What is the response from the audience to your compositions?

Often curiosity. What am I hearing and why? It’s nice to elicit such responses, I find it kind of boring when musicians focus too much on portraying a certain aesthetic or identity. I try not to create work that’s veiled too much in my own ego. I think it’s important to challenge your audience, make them ask "is this music?".

Have you composed any film soundtracks?

Unfortunately no but it has often been alluded to in my work. The improv noise band I play in Squid Fist (with Bryce Beverlin II & Tim Glenn) has performed along with experimental 8mm & 16mm films but we have never purposely composed something for film. The tape collage project Visions of Christ (with John Jerry) lends itself more to scores because it’s not very interesting to watch us play. John and I have performed along with a light organ setup in the past and hope to employ more visual elements in the future like projecting found slides or pantone colors. Someone remarked that my CS release with Justin Meyers could stand in as an alternate soundtrack to Tarkovsky’s Stalker.

https://player.vimeo.com/video/5404328

Squid Fist Live at Organ Haus from brycebeverlinII on Vimeo.

Do you listen to alternative music or rock music all?

My tastes are pretty eclectic although not that obscure. I listened to a lot of classic rock growing up but have mostly left that behind, besides an occasional nostalgic trip with the Stones. Bob Dylan is maybe the most important musician in my life, rarely a day goes by without me spinning something of his. Most "rock" music that I prefer skews weird, however I hold a lot of old americana and soul in high regards. Early Staple Singes records are in heavy rotation. I’m currently obsessed with Gene Clark’s No Other and also love his records with Doug Dillard. A lot of Townes Van Zandt these days too. Besides Dylan there are some great Minnesota artists like Michael Yonkers and Spider John Koerner. In many ways I’m indebted to my good friends Clint Simonson (De Stijl Recs) and Chris Berry (Soft Abuse) for exposing me to so much gold over the years. Without them I would have not discovered Peter Jefferies, Ed Askew, Mad Nana, Michael Chapman, Bobby Charles, Charlie Tweddle, Black to Comm, King Darves, Mayo Thompson, Neil Michael Hagerty, and Steve Gunn. I was lucky enough to see Wolf Eyes play last night; they’ve always been inspirational to me. I dig their respective side projects as well: Henry Hazel Slaughter, Regression and Stare Case. They’re so wonderfully evocative of such greats like Throbbing Gristle, The Velvet Underground, and Suicide.
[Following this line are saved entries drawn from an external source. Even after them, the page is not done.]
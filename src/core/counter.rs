//! Relative step counting.
//!
//! The hardware reports an absolute count since boot. The counter pins the
//! first valid reading of each session as an anchor and reports everything
//! relative to it, plus an offset that carries the count across restarts.

use crate::core::dispatcher::EventDispatcher;
use crate::sensor::types::{SensorDelay, StepSample};
use crate::sensor::{SampleSink, SensorError, StepSensor};
use std::sync::{Arc, Mutex, MutexGuard};
use std::time::Duration;
use tracing::{debug, info, warn};
use uuid::Uuid;

/// The counting state machine, free of any hardware concerns.
#[derive(Debug, Clone, Copy, Default, PartialEq, Eq)]
pub struct CounterState {
    /// Raw sample all later samples are measured from
    pub anchor: Option<StepSample>,
    /// Most recent raw sample
    pub last_seen: Option<StepSample>,
    /// `last_seen - anchor`
    pub last_relative: StepSample,
    /// Persisted correction added when reporting
    pub offset: StepSample,
}

impl CounterState {
    pub fn with_offset(offset: StepSample) -> Self {
        Self {
            offset,
            ..Self::default()
        }
    }

    /// The value reported to observers.
    pub fn relative(&self) -> StepSample {
        self.last_relative + self.offset
    }

    /// Feed one raw reading. Returns the value to report, or `None` when the
    /// reading was discarded.
    pub fn accept(&mut self, sample: StepSample) -> Option<StepSample> {
        if sample.is_spurious() {
            return None;
        }

        let anchor = match self.anchor {
            Some(anchor) if sample.is_at_or_after(&anchor) => anchor,
            Some(anchor) => {
                // The counter restarted underneath us; keep what was counted
                // so far and start over from this reading.
                warn!(
                    ?anchor,
                    ?sample,
                    "Raw step counter went backwards, re-anchoring"
                );
                self.offset = self.relative();
                self.anchor = Some(sample);
                sample
            }
            None => {
                self.anchor = Some(sample);
                sample
            }
        };

        self.last_seen = Some(sample);
        self.last_relative = sample - anchor;
        Some(self.relative())
    }

    /// Re-anchor at the last seen sample and clear the offset.
    ///
    /// Returns `false` (and changes nothing) if no sample has been seen.
    pub fn reset(&mut self) -> bool {
        let Some(last_seen) = self.last_seen else {
            return false;
        };
        self.anchor = Some(last_seen);
        self.last_relative = StepSample::ZERO;
        self.offset = StepSample::ZERO;
        true
    }

    /// Start a new initialization epoch.
    ///
    /// Progress made in the previous epoch is folded into the offset so the
    /// reported value does not jump back.
    pub fn begin_epoch(&mut self) {
        self.offset = self.relative();
        self.anchor = None;
        self.last_seen = None;
        self.last_relative = StepSample::ZERO;
    }
}

struct Shared {
    state: CounterState,
    session: Option<Uuid>,
    dispatcher: Option<EventDispatcher>,
}

fn lock(shared: &Mutex<Shared>) -> MutexGuard<'_, Shared> {
    shared.lock().unwrap_or_else(|e| e.into_inner())
}

/// Lock shared by everything that publishes, so observers see events in the
/// order the state produced them. Always taken before the state lock.
type PublishLock = Mutex<()>;

fn lock_publish(publish: &PublishLock) -> MutexGuard<'_, ()> {
    publish.lock().unwrap_or_else(|e| e.into_inner())
}

/// Apply a raw reading and publish the result.
///
/// The state lock is released before listeners run; the publish lock is held
/// throughout, so a concurrent reset cannot slip between the two.
fn apply_sample(
    shared: &Mutex<Shared>,
    publish: &PublishLock,
    sample: StepSample,
    session: Option<Uuid>,
) {
    let _order = lock_publish(publish);
    let (event, dispatcher) = {
        let mut guard = lock(shared);
        if session.is_some() && guard.session != session {
            debug!(?sample, "Dropping sample from a detached session");
            return;
        }

        match guard.state.accept(sample) {
            Some(event) => {
                debug!(
                    timestamp = sample.timestamp,
                    steps = sample.steps,
                    "Step counter sample"
                );
                (event, guard.dispatcher.clone())
            }
            None => {
                debug!(?sample, "Ignoring spurious step counter sample");
                return;
            }
        }
    };

    if let Some(dispatcher) = dispatcher {
        dispatcher.publish(event);
    }
}

/// Wraps a [`StepSensor`] and turns its absolute readings into relative ones.
pub struct RelativeCounter {
    sensor: Box<dyn StepSensor>,
    shared: Arc<Mutex<Shared>>,
    publish: Arc<PublishLock>,
    registered: bool,
}

impl RelativeCounter {
    /// Create a counter that adds `offset` to everything it reports.
    pub fn new(sensor: Box<dyn StepSensor>, offset: StepSample) -> Self {
        Self {
            sensor,
            shared: Arc::new(Mutex::new(Shared {
                state: CounterState::with_offset(offset),
                session: None,
                dispatcher: None,
            })),
            publish: Arc::new(Mutex::new(())),
            registered: false,
        }
    }

    /// Acquire the step counter and start listening.
    ///
    /// Events go to `listener` until [`deinitialize`](Self::deinitialize).
    pub fn initialize(
        &mut self,
        sensor_delay: SensorDelay,
        max_report_latency: Duration,
        listener: EventDispatcher,
    ) -> Result<(), SensorError> {
        if self.registered {
            return Err(SensorError::AlreadyInitialized);
        }

        info!("Initializing step counter sensor");
        if !self.sensor.is_available() {
            return Err(SensorError::Unavailable);
        }

        let session = Uuid::new_v4();
        let previous = {
            let mut guard = lock(&self.shared);
            let previous = guard.state;
            guard.state.begin_epoch();
            guard.session = Some(session);
            guard.dispatcher = Some(listener);
            previous
        };

        let shared = self.shared.clone();
        let publish = self.publish.clone();
        let sink: SampleSink = Arc::new(move |sample: StepSample| {
            apply_sample(&shared, &publish, sample, Some(session))
        });

        if !self.sensor.register(sensor_delay, max_report_latency, sink) {
            let mut guard = lock(&self.shared);
            guard.state = previous;
            guard.session = None;
            guard.dispatcher = None;
            return Err(SensorError::RegistrationFailed {
                delay: sensor_delay,
                max_report_latency,
            });
        }

        self.registered = true;
        info!(
            %session,
            delay = %sensor_delay,
            max_report_latency_ms = max_report_latency.as_millis() as u64,
            "Step counter listening"
        );
        Ok(())
    }

    pub fn is_initialized(&self) -> bool {
        self.registered
    }

    /// Identifier of the current initialization epoch.
    pub fn session_id(&self) -> Option<Uuid> {
        lock(&self.shared).session
    }

    /// Feed one raw reading, as the hardware callback does.
    pub fn on_raw_sample(&self, sample: StepSample) {
        apply_sample(&self.shared, &self.publish, sample, None);
    }

    /// Relative value since the anchor, plus the offset.
    pub fn last_seen_relative(&self) -> StepSample {
        lock(&self.shared).state.relative()
    }

    /// Copy of the full counting state.
    pub fn state(&self) -> CounterState {
        lock(&self.shared).state
    }

    /// Publish the current value to the session's listener.
    ///
    /// Ordered with sample deliveries, so it never overtakes an event
    /// computed before it. Returns the value, published or not.
    pub fn publish_current(&self) -> StepSample {
        let _order = lock_publish(&self.publish);
        let (current, dispatcher) = {
            let guard = lock(&self.shared);
            (guard.state.relative(), guard.dispatcher.clone())
        };
        if let Some(dispatcher) = dispatcher {
            dispatcher.publish(current);
        }
        current
    }

    /// Make the last seen sample the new anchor and clear the offset.
    ///
    /// Waits for any delivery that is being published.
    pub fn reset(&self) {
        let _order = lock_publish(&self.publish);
        let mut guard = lock(&self.shared);
        if guard.state.reset() {
            info!(anchor = ?guard.state.anchor, "Step counter re-anchored");
        } else {
            warn!("Reset requested before any step counter sample was seen");
        }
    }

    /// Ask the hardware to deliver its buffered samples.
    pub fn flush(&mut self) {
        if !self.registered {
            debug!("Flush ignored, step counter is not initialized");
            return;
        }
        if !self.sensor.flush() {
            warn!("Step counter rejected the flush request");
        }
    }

    /// Hardware FIFO size, used to pace periodic flushes.
    pub fn fifo_max_event_count(&self) -> i32 {
        self.sensor.fifo_max_event_count()
    }

    /// Stop listening and release the hardware. Counting state is kept.
    pub fn deinitialize(&mut self) {
        if self.registered {
            self.sensor.unregister();
            self.registered = false;
            info!("Step counter released");
        }

        let mut guard = lock(&self.shared);
        guard.session = None;
        guard.dispatcher = None;
    }
}

impl Drop for RelativeCounter {
    fn drop(&mut self) {
        self.deinitialize();
    }
}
Which of the arts is most important in your creations?

They all play their key roles. I’m reading Leonard Shlain’s book Art & Physics: Parallel Visions in Space, Time & Light and it keeps giving me ideas for sound and visual projects. I probably expose myself the least to theatre and dance though they have both affected me profoundly in the past. Perhaps it’s a lack of exposure. I have definitely engaged with literature the most in my life and am forever blown away by people like John Berger, César Aira, Joan Didion, Susan Sontag, Denis Johnson, and Cormac McCarthy. I’m currently tackling Ta-Nehisi Coates’s memoirs and am loving them.

Will you be playing any live dates?

I recently completed a commission at the Cedar Cultural Center that was funded by the Jerome Foundation. It was a collaboration with John Jerry, Davu Seru, and Jonathan Kaiser for tape loops, percussion, and cello. Justin Meyers and I played a couple weeks ago and hope to make another recording together in the near future. I have another tape and synth project with John Marks and we self-released a CS a few months ago. I am trying to refocus my energies on visual work, getting ready to be part of a collage show at Chicago’s Lula Cafe in May and apply to grants in hopes of funding the purchase of a risograph printer. Jugging all these things has become an art form in itself.